### What you need to do
Lines with the word "index" in them must be copied from the records below.
■ ■ ■ ■ ■ ■ ■
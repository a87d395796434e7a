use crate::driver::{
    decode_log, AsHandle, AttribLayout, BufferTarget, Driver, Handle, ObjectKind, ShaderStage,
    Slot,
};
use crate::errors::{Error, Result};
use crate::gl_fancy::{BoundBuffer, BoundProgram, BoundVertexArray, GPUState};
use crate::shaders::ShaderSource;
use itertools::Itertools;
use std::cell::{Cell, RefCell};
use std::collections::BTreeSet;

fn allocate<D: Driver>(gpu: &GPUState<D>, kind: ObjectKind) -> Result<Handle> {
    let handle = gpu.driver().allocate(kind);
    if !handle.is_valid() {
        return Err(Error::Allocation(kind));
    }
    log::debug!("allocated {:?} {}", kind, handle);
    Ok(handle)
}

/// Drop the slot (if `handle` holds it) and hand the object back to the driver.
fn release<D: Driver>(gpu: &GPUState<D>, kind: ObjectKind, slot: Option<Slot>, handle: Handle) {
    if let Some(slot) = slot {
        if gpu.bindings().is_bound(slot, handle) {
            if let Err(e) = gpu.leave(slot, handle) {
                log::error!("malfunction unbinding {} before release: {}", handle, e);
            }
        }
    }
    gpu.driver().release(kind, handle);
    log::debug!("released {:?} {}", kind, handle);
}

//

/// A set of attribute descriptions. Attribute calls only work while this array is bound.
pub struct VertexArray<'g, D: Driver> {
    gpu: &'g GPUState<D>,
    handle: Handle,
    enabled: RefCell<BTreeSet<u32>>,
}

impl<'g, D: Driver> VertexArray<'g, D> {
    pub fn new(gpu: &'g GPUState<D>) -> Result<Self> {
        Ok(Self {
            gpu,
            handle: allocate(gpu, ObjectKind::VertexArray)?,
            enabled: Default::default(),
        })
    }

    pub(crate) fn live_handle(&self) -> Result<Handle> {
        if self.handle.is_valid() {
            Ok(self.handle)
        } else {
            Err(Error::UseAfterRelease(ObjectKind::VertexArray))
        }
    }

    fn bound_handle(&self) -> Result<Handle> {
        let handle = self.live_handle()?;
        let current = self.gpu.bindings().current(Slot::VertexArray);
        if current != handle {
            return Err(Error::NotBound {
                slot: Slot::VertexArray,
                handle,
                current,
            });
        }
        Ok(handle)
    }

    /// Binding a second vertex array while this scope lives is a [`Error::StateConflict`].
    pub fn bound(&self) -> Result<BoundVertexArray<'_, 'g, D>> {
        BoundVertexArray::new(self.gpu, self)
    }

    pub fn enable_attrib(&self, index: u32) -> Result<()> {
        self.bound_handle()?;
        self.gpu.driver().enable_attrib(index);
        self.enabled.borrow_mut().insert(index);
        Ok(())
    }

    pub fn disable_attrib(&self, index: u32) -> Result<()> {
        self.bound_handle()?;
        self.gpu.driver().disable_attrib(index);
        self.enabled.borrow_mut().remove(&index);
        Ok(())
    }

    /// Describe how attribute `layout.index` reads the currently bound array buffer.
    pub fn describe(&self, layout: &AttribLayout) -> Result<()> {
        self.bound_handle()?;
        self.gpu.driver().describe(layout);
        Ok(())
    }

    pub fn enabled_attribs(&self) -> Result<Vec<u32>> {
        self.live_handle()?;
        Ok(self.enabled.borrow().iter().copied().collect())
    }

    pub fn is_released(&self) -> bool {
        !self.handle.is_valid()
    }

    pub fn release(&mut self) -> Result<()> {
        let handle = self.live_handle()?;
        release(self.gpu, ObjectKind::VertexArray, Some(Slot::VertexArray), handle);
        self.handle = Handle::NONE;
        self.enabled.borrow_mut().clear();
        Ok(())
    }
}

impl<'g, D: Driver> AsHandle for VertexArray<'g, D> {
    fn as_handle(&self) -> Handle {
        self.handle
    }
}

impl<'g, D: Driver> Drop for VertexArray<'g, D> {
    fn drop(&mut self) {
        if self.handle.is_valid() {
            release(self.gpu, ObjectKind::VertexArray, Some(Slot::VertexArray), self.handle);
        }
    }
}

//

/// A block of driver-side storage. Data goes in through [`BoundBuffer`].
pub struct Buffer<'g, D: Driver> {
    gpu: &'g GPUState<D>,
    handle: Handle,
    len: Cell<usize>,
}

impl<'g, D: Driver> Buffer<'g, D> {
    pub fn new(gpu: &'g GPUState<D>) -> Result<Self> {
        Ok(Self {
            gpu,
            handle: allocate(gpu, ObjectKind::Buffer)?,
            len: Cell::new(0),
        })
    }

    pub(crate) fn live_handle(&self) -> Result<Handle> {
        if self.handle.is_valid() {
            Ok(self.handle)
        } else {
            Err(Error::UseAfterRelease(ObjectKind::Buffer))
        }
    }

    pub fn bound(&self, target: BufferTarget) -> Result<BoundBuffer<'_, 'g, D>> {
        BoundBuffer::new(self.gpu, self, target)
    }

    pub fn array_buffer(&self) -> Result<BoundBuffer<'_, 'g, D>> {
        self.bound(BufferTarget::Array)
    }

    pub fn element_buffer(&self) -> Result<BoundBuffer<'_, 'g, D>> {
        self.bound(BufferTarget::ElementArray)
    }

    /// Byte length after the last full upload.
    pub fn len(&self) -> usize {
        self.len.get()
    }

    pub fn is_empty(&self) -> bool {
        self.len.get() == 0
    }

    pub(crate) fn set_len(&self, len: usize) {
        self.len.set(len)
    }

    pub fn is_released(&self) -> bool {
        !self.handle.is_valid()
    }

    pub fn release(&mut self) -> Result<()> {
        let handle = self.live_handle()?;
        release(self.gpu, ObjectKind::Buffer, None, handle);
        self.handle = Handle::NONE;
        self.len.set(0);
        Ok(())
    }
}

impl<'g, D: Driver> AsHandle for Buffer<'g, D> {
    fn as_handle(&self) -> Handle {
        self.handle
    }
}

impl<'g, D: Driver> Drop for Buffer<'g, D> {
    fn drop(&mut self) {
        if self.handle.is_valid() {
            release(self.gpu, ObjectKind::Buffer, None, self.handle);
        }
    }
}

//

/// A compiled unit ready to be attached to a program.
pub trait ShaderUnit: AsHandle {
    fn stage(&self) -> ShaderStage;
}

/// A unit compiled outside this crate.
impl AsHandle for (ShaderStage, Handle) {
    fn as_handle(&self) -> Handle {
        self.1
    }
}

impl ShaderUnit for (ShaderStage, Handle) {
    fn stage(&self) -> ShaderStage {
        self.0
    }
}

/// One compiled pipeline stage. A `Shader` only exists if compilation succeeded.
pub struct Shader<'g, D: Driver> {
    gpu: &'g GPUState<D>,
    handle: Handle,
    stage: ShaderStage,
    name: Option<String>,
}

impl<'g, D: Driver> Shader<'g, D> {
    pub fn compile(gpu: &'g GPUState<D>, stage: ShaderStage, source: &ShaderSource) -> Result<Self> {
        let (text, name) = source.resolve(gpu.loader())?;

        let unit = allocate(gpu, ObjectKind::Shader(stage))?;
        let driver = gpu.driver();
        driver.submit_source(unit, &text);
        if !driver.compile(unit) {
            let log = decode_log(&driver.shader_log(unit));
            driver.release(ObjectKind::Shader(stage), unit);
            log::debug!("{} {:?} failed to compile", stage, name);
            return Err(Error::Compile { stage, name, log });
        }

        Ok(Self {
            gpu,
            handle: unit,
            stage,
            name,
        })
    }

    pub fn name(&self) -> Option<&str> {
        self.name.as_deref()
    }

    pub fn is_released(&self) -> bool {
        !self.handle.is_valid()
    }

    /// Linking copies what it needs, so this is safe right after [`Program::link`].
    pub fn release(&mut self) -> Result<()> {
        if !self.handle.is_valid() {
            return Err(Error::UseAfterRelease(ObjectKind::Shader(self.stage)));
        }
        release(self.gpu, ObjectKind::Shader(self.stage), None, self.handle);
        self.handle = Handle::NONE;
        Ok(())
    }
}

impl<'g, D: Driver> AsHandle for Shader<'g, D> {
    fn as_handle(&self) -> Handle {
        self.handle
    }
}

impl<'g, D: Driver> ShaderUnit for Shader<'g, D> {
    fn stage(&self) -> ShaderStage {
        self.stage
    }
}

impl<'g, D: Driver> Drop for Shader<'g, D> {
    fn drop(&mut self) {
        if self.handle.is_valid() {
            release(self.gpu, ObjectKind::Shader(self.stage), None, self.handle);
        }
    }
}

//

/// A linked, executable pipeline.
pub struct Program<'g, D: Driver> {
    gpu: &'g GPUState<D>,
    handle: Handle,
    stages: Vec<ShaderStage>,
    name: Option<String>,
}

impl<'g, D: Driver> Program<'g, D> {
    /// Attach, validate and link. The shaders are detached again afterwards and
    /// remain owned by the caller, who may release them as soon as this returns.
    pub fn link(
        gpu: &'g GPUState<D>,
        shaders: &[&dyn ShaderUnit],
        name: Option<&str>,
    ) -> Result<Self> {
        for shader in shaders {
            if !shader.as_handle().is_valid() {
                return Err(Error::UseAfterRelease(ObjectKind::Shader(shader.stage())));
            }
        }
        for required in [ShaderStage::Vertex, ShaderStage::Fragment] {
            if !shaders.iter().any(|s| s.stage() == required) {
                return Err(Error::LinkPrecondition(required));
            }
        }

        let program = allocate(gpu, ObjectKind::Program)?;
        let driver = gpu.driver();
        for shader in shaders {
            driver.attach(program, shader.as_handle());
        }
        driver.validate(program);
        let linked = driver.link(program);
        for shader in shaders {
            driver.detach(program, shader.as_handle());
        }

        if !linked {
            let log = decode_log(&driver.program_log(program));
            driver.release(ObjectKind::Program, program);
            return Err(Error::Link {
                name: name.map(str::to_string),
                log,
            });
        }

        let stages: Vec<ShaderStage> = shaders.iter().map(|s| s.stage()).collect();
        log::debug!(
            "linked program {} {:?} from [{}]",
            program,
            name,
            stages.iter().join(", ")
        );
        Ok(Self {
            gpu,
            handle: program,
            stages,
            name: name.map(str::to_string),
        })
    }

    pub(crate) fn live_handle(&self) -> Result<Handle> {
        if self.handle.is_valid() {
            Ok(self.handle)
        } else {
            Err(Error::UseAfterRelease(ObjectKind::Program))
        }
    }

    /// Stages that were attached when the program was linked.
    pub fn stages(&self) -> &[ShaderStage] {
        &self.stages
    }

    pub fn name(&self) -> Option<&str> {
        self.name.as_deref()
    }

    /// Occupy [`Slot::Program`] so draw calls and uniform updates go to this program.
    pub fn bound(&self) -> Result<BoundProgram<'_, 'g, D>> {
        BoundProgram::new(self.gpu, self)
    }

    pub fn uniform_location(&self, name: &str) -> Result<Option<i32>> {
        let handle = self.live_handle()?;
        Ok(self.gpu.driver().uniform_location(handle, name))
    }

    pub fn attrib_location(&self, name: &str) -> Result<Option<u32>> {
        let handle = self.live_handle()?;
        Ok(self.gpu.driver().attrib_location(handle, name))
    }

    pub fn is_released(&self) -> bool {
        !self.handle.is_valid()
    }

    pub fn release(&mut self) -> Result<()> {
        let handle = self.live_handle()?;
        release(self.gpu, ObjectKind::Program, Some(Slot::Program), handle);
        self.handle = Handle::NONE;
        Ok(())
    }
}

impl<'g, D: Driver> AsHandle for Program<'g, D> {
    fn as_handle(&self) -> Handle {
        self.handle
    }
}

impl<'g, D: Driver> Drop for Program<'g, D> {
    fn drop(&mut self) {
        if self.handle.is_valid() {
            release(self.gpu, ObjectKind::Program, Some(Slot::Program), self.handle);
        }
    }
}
■ ■ ■ ■ ■ ■ ■
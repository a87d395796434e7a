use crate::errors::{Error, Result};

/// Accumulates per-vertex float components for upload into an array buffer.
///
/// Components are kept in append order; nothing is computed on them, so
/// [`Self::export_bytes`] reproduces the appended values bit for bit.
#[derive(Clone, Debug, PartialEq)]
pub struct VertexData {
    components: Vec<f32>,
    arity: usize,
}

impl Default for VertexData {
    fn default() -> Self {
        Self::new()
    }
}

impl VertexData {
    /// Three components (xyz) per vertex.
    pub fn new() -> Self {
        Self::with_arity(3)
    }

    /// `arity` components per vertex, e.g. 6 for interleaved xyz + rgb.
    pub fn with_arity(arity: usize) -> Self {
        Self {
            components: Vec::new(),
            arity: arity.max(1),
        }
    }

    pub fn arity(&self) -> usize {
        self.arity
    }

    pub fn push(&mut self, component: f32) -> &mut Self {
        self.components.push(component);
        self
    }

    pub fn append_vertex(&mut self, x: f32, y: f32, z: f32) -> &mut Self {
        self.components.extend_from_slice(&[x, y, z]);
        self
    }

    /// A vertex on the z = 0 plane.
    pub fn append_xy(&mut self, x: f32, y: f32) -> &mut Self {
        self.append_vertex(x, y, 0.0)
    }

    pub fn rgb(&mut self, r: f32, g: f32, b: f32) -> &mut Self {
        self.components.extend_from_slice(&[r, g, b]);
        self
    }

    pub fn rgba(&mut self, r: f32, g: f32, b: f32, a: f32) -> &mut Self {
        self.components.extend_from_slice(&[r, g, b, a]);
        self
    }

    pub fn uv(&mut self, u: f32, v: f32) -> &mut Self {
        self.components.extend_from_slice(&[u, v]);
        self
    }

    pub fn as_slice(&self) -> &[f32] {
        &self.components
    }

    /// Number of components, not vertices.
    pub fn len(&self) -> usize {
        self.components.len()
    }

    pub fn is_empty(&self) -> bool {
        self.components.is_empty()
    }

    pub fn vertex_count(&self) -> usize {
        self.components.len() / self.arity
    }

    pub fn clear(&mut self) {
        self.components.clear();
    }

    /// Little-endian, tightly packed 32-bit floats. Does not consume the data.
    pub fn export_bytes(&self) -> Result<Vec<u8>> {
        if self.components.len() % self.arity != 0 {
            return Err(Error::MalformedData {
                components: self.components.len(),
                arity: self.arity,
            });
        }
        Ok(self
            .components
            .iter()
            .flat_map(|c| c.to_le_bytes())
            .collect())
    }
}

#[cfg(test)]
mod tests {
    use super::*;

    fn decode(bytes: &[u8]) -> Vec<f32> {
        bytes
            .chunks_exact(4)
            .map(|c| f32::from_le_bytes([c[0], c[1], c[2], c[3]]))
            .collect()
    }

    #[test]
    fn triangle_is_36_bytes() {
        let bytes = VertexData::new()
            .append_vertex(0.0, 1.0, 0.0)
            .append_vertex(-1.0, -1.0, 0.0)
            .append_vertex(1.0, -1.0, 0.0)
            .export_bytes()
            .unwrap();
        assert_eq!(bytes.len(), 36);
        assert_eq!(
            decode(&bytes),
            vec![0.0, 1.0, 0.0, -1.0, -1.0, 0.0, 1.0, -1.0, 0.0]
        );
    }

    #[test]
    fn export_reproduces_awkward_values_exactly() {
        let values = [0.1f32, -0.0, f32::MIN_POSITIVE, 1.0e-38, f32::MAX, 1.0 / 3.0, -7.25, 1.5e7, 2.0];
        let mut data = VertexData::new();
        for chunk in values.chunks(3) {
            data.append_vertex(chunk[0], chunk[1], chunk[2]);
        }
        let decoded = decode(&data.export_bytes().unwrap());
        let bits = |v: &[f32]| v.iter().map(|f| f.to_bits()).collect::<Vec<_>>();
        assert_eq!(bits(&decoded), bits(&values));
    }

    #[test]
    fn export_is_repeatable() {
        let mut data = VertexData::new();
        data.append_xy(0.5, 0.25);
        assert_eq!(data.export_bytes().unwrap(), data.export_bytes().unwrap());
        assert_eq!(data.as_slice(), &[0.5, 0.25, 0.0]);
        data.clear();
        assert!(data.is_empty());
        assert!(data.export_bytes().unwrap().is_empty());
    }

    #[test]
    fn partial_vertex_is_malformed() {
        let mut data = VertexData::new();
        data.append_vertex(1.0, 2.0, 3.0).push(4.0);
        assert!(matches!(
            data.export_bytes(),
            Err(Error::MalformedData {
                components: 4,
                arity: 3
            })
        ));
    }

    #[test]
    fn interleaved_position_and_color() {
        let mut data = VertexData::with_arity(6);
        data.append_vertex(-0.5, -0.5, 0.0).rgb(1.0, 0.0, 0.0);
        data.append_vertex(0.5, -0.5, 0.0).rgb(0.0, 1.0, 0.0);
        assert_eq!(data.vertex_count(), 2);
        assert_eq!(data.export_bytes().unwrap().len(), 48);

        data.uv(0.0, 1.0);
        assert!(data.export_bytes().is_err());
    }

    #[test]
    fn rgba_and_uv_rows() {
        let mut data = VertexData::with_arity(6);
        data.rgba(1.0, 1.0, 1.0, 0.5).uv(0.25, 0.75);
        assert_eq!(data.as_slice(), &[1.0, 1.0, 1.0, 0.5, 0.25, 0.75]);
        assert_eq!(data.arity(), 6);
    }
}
■ ■ ■ ■ ■ ■ ■
### Exercise response
    pub fn enable_attrib(&self, index: u32) -> Result<()> {
        self.gpu.driver().enable_attrib(index);
        self.enabled.borrow_mut().insert(index);
    pub fn disable_attrib(&self, index: u32) -> Result<()> {
        self.gpu.driver().disable_attrib(index);
        self.enabled.borrow_mut().remove(&index);
    /// Describe how attribute `layout.index` reads the currently bound array buffer.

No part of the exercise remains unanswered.